GOAL OF THE EXERCISE ▸ Your task is to extract the lines from the one holding "pub fn into_episode(self)" through the end of the material. Set them down exactly and add nothing.

((

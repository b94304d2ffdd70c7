//! Wire types for the episode metadata endpoint.
//!
//! The request is a GraphQL-style operation selecting one episode by
//! number. Responses deserialize leniently (every field optional) and are
//! then checked by [`EpisodeResponse::into_episode`], which reports a typed
//! [`ValidationFailure`] instead of erroring inside deserialization.

use serde::{Deserialize, Serialize};
use thiserror::Error;

const EPISODE_QUERY: &str = "\
query visionTubeEpisode($episodeNumber: Int!) {
  visionTubeEpisode(episodeNumber: $episodeNumber) {
    photo {
      photoUrl
    }
    tags {
      name
    }
  }
}";

// ==================== Request Payload ====================

/// Request payload for one episode page.
#[derive(Debug, Clone, Serialize)]
#[serde(rename_all = "camelCase")]
pub struct EpisodeQuery {
    operation_name: &'static str,
    variables: EpisodeVariables,
    query: &'static str,
}

#[derive(Debug, Clone, Serialize)]
#[serde(rename_all = "camelCase")]
struct EpisodeVariables {
    episode_number: u32,
}

impl EpisodeQuery {
    /// Builds the payload requesting episode `page`.
    #[must_use]
    pub fn new(page: u32) -> Self {
        Self {
            operation_name: "visionTubeEpisode",
            variables: EpisodeVariables {
                episode_number: page,
            },
            query: EPISODE_QUERY,
        }
    }

    /// The episode number this payload requests.
    #[must_use]
    pub fn page(&self) -> u32 {
        self.variables.episode_number
    }
}

// ==================== Response Types ====================

/// Top-level endpoint response.
#[derive(Debug, Deserialize)]
pub struct EpisodeResponse {
    /// The `data` envelope; absent on malformed answers.
    pub data: Option<ResponseData>,
}

/// The `data` envelope.
#[derive(Debug, Deserialize)]
pub struct ResponseData {
    /// The episode object, keyed by the backend operation name.
    #[serde(rename = "visionTubeEpisode")]
    pub episode: Option<Episode>,
}

/// One episode as returned by the endpoint. All fields are optional so
/// shape problems surface in validation, not deserialization.
#[derive(Debug, Deserialize)]
pub struct Episode {
    /// Media location for the episode.
    pub photo: Option<Photo>,
    /// Tag list; the third entry names the episode.
    pub tags: Option<Vec<Tag>>,
}

/// Media location for an episode.
#[derive(Debug, Deserialize)]
pub struct Photo {
    /// Direct URL of the episode's video.
    #[serde(rename = "photoUrl")]
    pub photo_url: Option<String>,
}

/// A tag attached to an episode.
#[derive(Debug, Clone, PartialEq, Eq, Deserialize)]
pub struct Tag {
    /// Human-readable tag text.
    pub name: Option<String>,
}

// ==================== Validation ====================

/// Why a decoded response failed shape validation.
#[derive(Debug, Clone, PartialEq, Eq, Error)]
pub enum ValidationFailure {
    /// `data.visionTubeEpisode` is missing entirely.
    #[error("response carries no episode object")]
    MissingEpisode,
    /// The episode has no `photo` object.
    #[error("episode carries no photo object")]
    MissingPhoto,
    /// The episode has no `tags` array.
    #[error("episode carries no tags array")]
    MissingTags,
    /// Fewer than three tags were present.
    #[error("episode carries {found} tags, need at least 3")]
    TooFewTags {
        /// How many tags the episode actually had.
        found: usize,
    },
    /// The photo object has no `photoUrl`.
    #[error("episode photo carries no photoUrl")]
    MissingPhotoUrl,
}

/// An episode that passed shape validation.
#[derive(Debug, Clone)]
pub struct ValidatedEpisode {
    /// Direct URL of the episode's video.
    pub photo_url: String,
    /// Tag list, guaranteed to hold at least three entries.
    pub tags: Vec<Tag>,
}

impl ValidatedEpisode {
    /// The title drawn from the third tag, when that tag carries a name.
    ///
    /// Positional on purpose: the endpoint orders tags so the third entry
    /// is the episode title.
    #[must_use]
    pub fn title(&self) -> Option<&str> {
        self.tags.get(2).and_then(|tag| tag.name.as_deref())
    }
}

impl EpisodeResponse {
    /// Checks the expected shape and extracts the episode.
    ///
    /// Required: `data.visionTubeEpisode` present with both `photo` and
    /// `tags`, at least three tags, and a `photoUrl` inside the photo. The
    /// third tag's name is not required here; title extraction reports
    /// that separately.
    ///
    /// # Errors
    ///
    /// Returns the first [`ValidationFailure`] encountered.
    pub fn into_episode(self) -> Result<ValidatedEpisode, ValidationFailure> {
        let episode = self
            .data
            .and_then(|data| data.episode)
            .ok_or(ValidationFailure::MissingEpisode)?;
        let photo = episode.photo.ok_or(ValidationFailure::MissingPhoto)?;
        let tags = episode.tags.ok_or(ValidationFailure::MissingTags)?;
        if tags.len() < 3 {
            return Err(ValidationFailure::TooFewTags { found: tags.len() });
        }
        let photo_url = photo.photo_url.ok_or(ValidationFailure::MissingPhotoUrl)?;
        Ok(ValidatedEpisode { photo_url, tags })
    }
}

))

EXPECTED OUTPUT ▸
    pub fn into_episode(self) -> Result<ValidatedEpisode, ValidationFailure> {
        let episode = self
            .data
            .and_then(|data| data.episode)
            .ok_or(ValidationFailure::MissingEpisode)?;
        let photo = episode.photo.ok_or(ValidationFailure::MissingPhoto)?;
        let tags = episode.tags.ok_or(ValidationFailure::MissingTags)?;
        if tags.len() < 3 {
            return Err(ValidationFailure::TooFewTags { found: tags.len() });
        }
        let photo_url = photo.photo_url.ok_or(ValidationFailure::MissingPhotoUrl)?;
        Ok(ValidatedEpisode { photo_url, tags })
    }
}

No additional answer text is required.